日銀は、2%以下のプラスの領域を物価安定の目安としている。欧州中央銀行(ECB)は、2%未満でその近辺を物価安定の定義にしている。イングランド銀行は、インフレ目標を2%に置いている。
先進各国では、危機によりモノやサービスの需要が減退し、物価が上がりにくくなっている。本格的な金融引き締めには、時間がかかる可能性が高い。
日本は、米欧と異なりデフレに直面しているので深刻だ。日銀は、昨年12月「物価のマイナスは許容しない」と克服姿勢を明確にしたが、昨年10月の予想では、11年度まで3年連続の物価下落が続く。景気しだいでは、金融政策の緩和圧力がかかりやすい状況は続きそうだ。
もっとも、中銀の間でも「物価だけをみて金融政策を運営する」考えは薄れてきたとの指摘もある。03〜04年に物価安定化で利上げが遅れ、バブルを引き起こした反省があるためだ。
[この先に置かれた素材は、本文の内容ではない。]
//! Tests for fill and mosaic rendering and PNG export

#[cfg(test)]
mod tests {
    use image::Rgba;
    use rand::{SeedableRng, rngs::StdRng};
    use subdivart::AlgorithmError;
    use subdivart::algorithm::{Orientation, SplitRecord, replay};
    use subdivart::io::configuration::{MAX_IMAGE_DIMENSION, OUTLINE_COLOR};
    use subdivart::io::image::{
        RenderMode, RenderOptions, export_png, image_dimensions, render, render_fill,
        render_mosaic,
    };
    use subdivart::spatial::Tiling;
    use tempfile::TempDir;

    const RED: [u8; 4] = [255, 0, 0, 255];
    const BLUE: [u8; 4] = [0, 0, 255, 255];

    // Lower half red, upper half blue on a 4x4 canvas
    fn stacked() -> Tiling {
        let records = [SplitRecord {
            index: 0,
            orientation: Orientation::Vertical,
            break_point: 2,
        }];
        replay(4, 4, &records)
            .and_then(|t| t.assign_colors(vec![RED, BLUE]))
            .unwrap()
    }

    // Tests canvas Y is flipped so the lower rectangle fills the bottom rows
    // Verified by mapping canvas rows directly to image rows
    #[test]
    fn test_fill_flips_y_axis() {
        let img = render_fill(&stacked(), 1, false).unwrap();

        assert_eq!(img.dimensions(), (4, 4));
        assert_eq!(*img.get_pixel(0, 0), Rgba(BLUE));
        assert_eq!(*img.get_pixel(3, 1), Rgba(BLUE));
        assert_eq!(*img.get_pixel(0, 2), Rgba(RED));
        assert_eq!(*img.get_pixel(3, 3), Rgba(RED));
    }

    // Tests scaling multiplies the image size and outlines cover rectangle edges
    #[test]
    fn test_fill_scaled_with_outline() {
        let img = render_fill(&stacked(), 3, true).unwrap();

        assert_eq!(img.dimensions(), (12, 12));
        assert_eq!(*img.get_pixel(0, 0), Rgba(OUTLINE_COLOR));
        assert_eq!(*img.get_pixel(5, 5), Rgba(OUTLINE_COLOR));
        assert_eq!(*img.get_pixel(5, 2), Rgba(BLUE));
        assert_eq!(*img.get_pixel(5, 8), Rgba(RED));
    }

    // Tests uncolored tilings cannot be rendered
    #[test]
    fn test_render_requires_colors() {
        let tiling = Tiling::canvas(3, 3).unwrap();

        assert!(matches!(
            render_fill(&tiling, 1, false),
            Err(AlgorithmError::InvalidParameter {
                parameter: "color",
                ..
            })
        ));
    }

    // Tests mosaic cells stay within the noise bound of their rectangle color
    // Verified by drawing noise without clamping the offset range
    #[test]
    fn test_mosaic_noise_bounded() {
        let mut rng = StdRng::seed_from_u64(6);
        let img = render_mosaic(&stacked(), 2, 10, &mut rng).unwrap();

        assert_eq!(img.dimensions(), (8, 8));
        for (_, y, pixel) in img.enumerate_pixels() {
            let base = if y < 4 { BLUE } else { RED };
            for channel in 0..3 {
                let diff = i16::from(pixel.0[channel]) - i16::from(base[channel]);
                assert!(diff.abs() <= 10);
            }
            assert_eq!(pixel.0[3], 255);
        }
    }

    // Tests each scaled mosaic cell is a single flat color
    #[test]
    fn test_mosaic_cells_are_uniform() {
        let mut rng = StdRng::seed_from_u64(8);
        let img = render_mosaic(&stacked(), 2, 40, &mut rng).unwrap();

        for cell_y in 0..4 {
            for cell_x in 0..4 {
                let corner = *img.get_pixel(cell_x * 2, cell_y * 2);
                assert_eq!(*img.get_pixel(cell_x * 2 + 1, cell_y * 2 + 1), corner);
            }
        }
    }

    #[test]
    fn test_render_dispatches_on_mode() {
        let options = RenderOptions {
            mode: RenderMode::Mosaic,
            scale: 1,
            mosaic_noise: 0,
            outline: true,
        };
        let mut rng = StdRng::seed_from_u64(0);

        // Zero noise mosaic matches an unoutlined fill
        let mosaic = render(&stacked(), &options, &mut rng).unwrap();
        assert_eq!(mosaic, render_fill(&stacked(), 1, false).unwrap());
    }

    // Tests zero and oversized scales are rejected
    #[test]
    fn test_image_dimensions_limits() {
        let tiling = Tiling::canvas(100, 50).unwrap();

        assert_eq!(image_dimensions(&tiling, 2).ok(), Some((200, 100)));
        assert!(image_dimensions(&tiling, 0).is_err());

        let oversized = (MAX_IMAGE_DIMENSION / 100 + 1) as u32;
        assert!(matches!(
            image_dimensions(&tiling, oversized),
            Err(AlgorithmError::InvalidParameter {
                parameter: "scale",
                ..
            })
        ));
    }

    #[test]
    fn test_export_png_round_trip() {
        let temp_dir = TempDir::new().unwrap();
        let path = temp_dir.path().join("out").join("stacked.png");
        let img = render_fill(&stacked(), 1, false).unwrap();

        export_png(&img, &path).unwrap();

        let loaded = image::open(&path).unwrap().to_rgba8();
        assert_eq!(loaded, img);
    }
}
米国などは、資産価格や金融機関のリスクを見極め、物価が目安を下回る段階でも、予防的な利上げに踏み切る可能性もある。
[中国経済]
(1)中国、09年8.7%成長、目標達成(1/22) ***
中国経済の回復が鮮明になっている。09年10〜12月期の国内総生産(GDP)成長率は、実質で前年同期比10.7%と6四半期ぶりに2ケタ台に乗せ、09年通年では8.7%成長となった。雇用と社会安定の維持に必要とされる8%成長の実現に向け、積極財政と金融緩和という2つのエンジンをふかした結果だ。中国は今年も成長優先の政策運営を続ける構えだ。しかし、こうした姿勢が国内外にひずみも生み始めている。
景気を回復軌道に乗せたのは、政策効果だ。08年11月、中国政府は、世界的な金融危機に対応して総投資額4兆元(約53兆円)の景気刺激策を打ち出した。金融政策も緩和策へと転換した。
09年前半まで、中国政府が盛んに唱えたスローガンが「保八(8%成長を守れ)」だ。中国では、毎年2000万人以上が新たな職を求める。党・政府は、これだけの雇用を作り出すには8%成長が欠かせないと見る。成長率が1%下がれば、100万人の失業者が生まれるとの試算もある。これは、政権基盤の不安定につながる。8%成長は、社会安定のために譲れない一線だ。
広がる一方の貧富の格差を縮める上でも、成長路線をやめるわけにはいかない。都市と農村の収入格差は、3倍以上に広がっており09年も拡大が続いた。現在、中国の貧困層は、1億5千万人に上る。胡主席は、成長を通じた貧困の撲滅で自己の正当性を守ろうとしている。
少々無理をしてでも成長率を押し上げる。そんな政策運営の副作用も顕在化しつつある。人民元相場の上昇抑制、温暖化ガス削減義務の拒否、天然資源の大量買付けなど、成長を優先するあまり、国際社会と摩擦を起こす場面が増えている。
国内でも、金融緩和や元売り・ドル買い介入であふれ出たマネーは、資産バブルやインフレの芽を育てている。安定成長のためには、中国人民銀行(中央銀行)は、18日預金準備率を引き上げ、銀行の過剰融資を抑える構えを示した。
しかし、本格的な金融引き締めに転じれば、成長の勢いをそぎかねないジレンマを抱える。成長持続へ政策運営は正念場を迎える。